(Stored data)
○ ○ ○ ○ ○

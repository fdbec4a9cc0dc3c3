//! Hand-authored weather for the seed cities, used when live data is unavailable.
//!
//! Temperatures in °F, wind in mph. Forecast days start tomorrow.

use chrono::{Days, NaiveDate};

use crate::model::{CurrentWeather, DailyForecast, WeatherCondition, WeatherData};

struct SampleCity {
    key: &'static str,
    city: &'static str,
    latitude: f64,
    longitude: f64,
    /// temperature, feels like, humidity, wind, code
    current: (i32, i32, u8, f64, i32),
    /// max, min, code for tomorrow onward
    days: [(i32, i32, i32); 3],
}

const SAMPLES: &[SampleCity] = &[
    SampleCity {
        key: "durham",
        city: "Durham",
        latitude: 35.9940,
        longitude: -78.8986,
        current: (64, 61, 65, 7.0, 2),
        days: [(72, 57, 1), (75, 61, 0), (68, 59, 61)],
    },
    SampleCity {
        key: "new york",
        city: "New York",
        latitude: 40.7128,
        longitude: -74.0060,
        current: (59, 55, 72, 11.0, 3),
        days: [(63, 54, 61), (66, 55, 2), (70, 57, 1)],
    },
    SampleCity {
        key: "tokyo",
        city: "Tokyo",
        latitude: 35.6762,
        longitude: 139.6503,
        current: (72, 70, 58, 5.0, 1),
        days: [(77, 66, 0), (79, 68, 2), (73, 64, 63)],
    },
    SampleCity {
        key: "accra",
        city: "Accra",
        latitude: 5.6037,
        longitude: -0.1870,
        current: (86, 91, 78, 9.0, 2),
        days: [(88, 77, 61), (87, 76, 3), (85, 75, 80)],
    },
    SampleCity {
        key: "lausanne",
        city: "Lausanne",
        latitude: 46.5197,
        longitude: 6.6323,
        current: (52, 48, 68, 8.0, 3),
        days: [(55, 45, 61), (59, 48, 2), (61, 50, 1)],
    },
    SampleCity {
        key: "santorini",
        city: "Santorini",
        latitude: 36.3932,
        longitude: 25.4615,
        current: (68, 66, 62, 12.0, 1),
        days: [(71, 63, 0), (73, 65, 1), (70, 64, 2)],
    },
];

/// Names of every city that has a sample entry.
pub fn cities() -> impl Iterator<Item = &'static str> {
    SAMPLES.iter().map(|s| s.city)
}

/// Sample weather for `name` (case-insensitive), with forecast dates relative to `today`.
pub fn lookup(name: &str, today: NaiveDate) -> Option<WeatherData> {
    let key = name.trim().to_lowercase();
    SAMPLES.iter().find(|s| s.key == key).map(|s| s.to_weather(today))
}

impl SampleCity {
    fn to_weather(&self, today: NaiveDate) -> WeatherData {
        let (temperature, feels_like, humidity, wind_speed, code) = self.current;

        let forecast = self
            .days
            .iter()
            .zip(1u64..)
            .map(|(&(max_temp, min_temp, code), offset)| DailyForecast {
                date: today.checked_add_days(Days::new(offset)).unwrap_or(today),
                max_temp,
                min_temp,
                condition: WeatherCondition::from_code(code),
            })
            .collect();

        WeatherData {
            city: self.city.to_string(),
            latitude: self.latitude,
            longitude: self.longitude,
            current: CurrentWeather {
                temperature,
                feels_like,
                humidity,
                wind_speed,
                condition: WeatherCondition::from_code(code),
            },
            forecast,
        }
    }
}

○ ○ ○ ○ ○

**Your goal:** The data must be printed verbatim, line by line.

**Solution to this task:**
repository fdbec4a9cc0dc3c3
//! Hand-authored weather for the seed cities, used when live data is unavailable.
//!
//! Temperatures in °F, wind in mph. Forecast days start tomorrow.

use chrono::{Days, NaiveDate};

use crate::model::{CurrentWeather, DailyForecast, WeatherCondition, WeatherData};

struct SampleCity {
    key: &'static str,
    city: &'static str,
    latitude: f64,
    longitude: f64,
    /// temperature, feels like, humidity, wind, code
    current: (i32, i32, u8, f64, i32),
    /// max, min, code for tomorrow onward
    days: [(i32, i32, i32); 3],
}

const SAMPLES: &[SampleCity] = &[
    SampleCity {
        key: "durham",
        city: "Durham",
        latitude: 35.9940,
        longitude: -78.8986,
        current: (64, 61, 65, 7.0, 2),
        days: [(72, 57, 1), (75, 61, 0), (68, 59, 61)],
    },
    SampleCity {
        key: "new york",
        city: "New York",
        latitude: 40.7128,
        longitude: -74.0060,
        current: (59, 55, 72, 11.0, 3),
        days: [(63, 54, 61), (66, 55, 2), (70, 57, 1)],
    },
    SampleCity {
        key: "tokyo",
        city: "Tokyo",
        latitude: 35.6762,
        longitude: 139.6503,
        current: (72, 70, 58, 5.0, 1),
        days: [(77, 66, 0), (79, 68, 2), (73, 64, 63)],
    },
    SampleCity {
        key: "accra",
        city: "Accra",
        latitude: 5.6037,
        longitude: -0.1870,
        current: (86, 91, 78, 9.0, 2),
        days: [(88, 77, 61), (87, 76, 3), (85, 75, 80)],
    },
    SampleCity {
        key: "lausanne",
        city: "Lausanne",
        latitude: 46.5197,
        longitude: 6.6323,
        current: (52, 48, 68, 8.0, 3),
        days: [(55, 45, 61), (59, 48, 2), (61, 50, 1)],
    },
    SampleCity {
        key: "santorini",
        city: "Santorini",
        latitude: 36.3932,
        longitude: 25.4615,
        current: (68, 66, 62, 12.0, 1),
        days: [(71, 63, 0), (73, 65, 1), (70, 64, 2)],
    },
];

/// Names of every city that has a sample entry.
pub fn cities() -> impl Iterator<Item = &'static str> {
    SAMPLES.iter().map(|s| s.city)
}

/// Sample weather for `name` (case-insensitive), with forecast dates relative to `today`.
pub fn lookup(name: &str, today: NaiveDate) -> Option<WeatherData> {
    let key = name.trim().to_lowercase();
    SAMPLES.iter().find(|s| s.key == key).map(|s| s.to_weather(today))
}

impl SampleCity {
    fn to_weather(&self, today: NaiveDate) -> WeatherData {
        let (temperature, feels_like, humidity, wind_speed, code) = self.current;

        let forecast = self
            .days
            .iter()
            .zip(1u64..)
            .map(|(&(max_temp, min_temp, code), offset)| DailyForecast {
                date: today.checked_add_days(Days::new(offset)).unwrap_or(today),
                max_temp,
                min_temp,
                condition: WeatherCondition::from_code(code),
            })
            .collect();

        WeatherData {
            city: self.city.to_string(),
            latitude: self.latitude,
            longitude: self.longitude,
            current: CurrentWeather {
                temperature,
                feels_like,
                humidity,
                wind_speed,
                condition: WeatherCondition::from_code(code),
            },
            forecast,
        }
    }
}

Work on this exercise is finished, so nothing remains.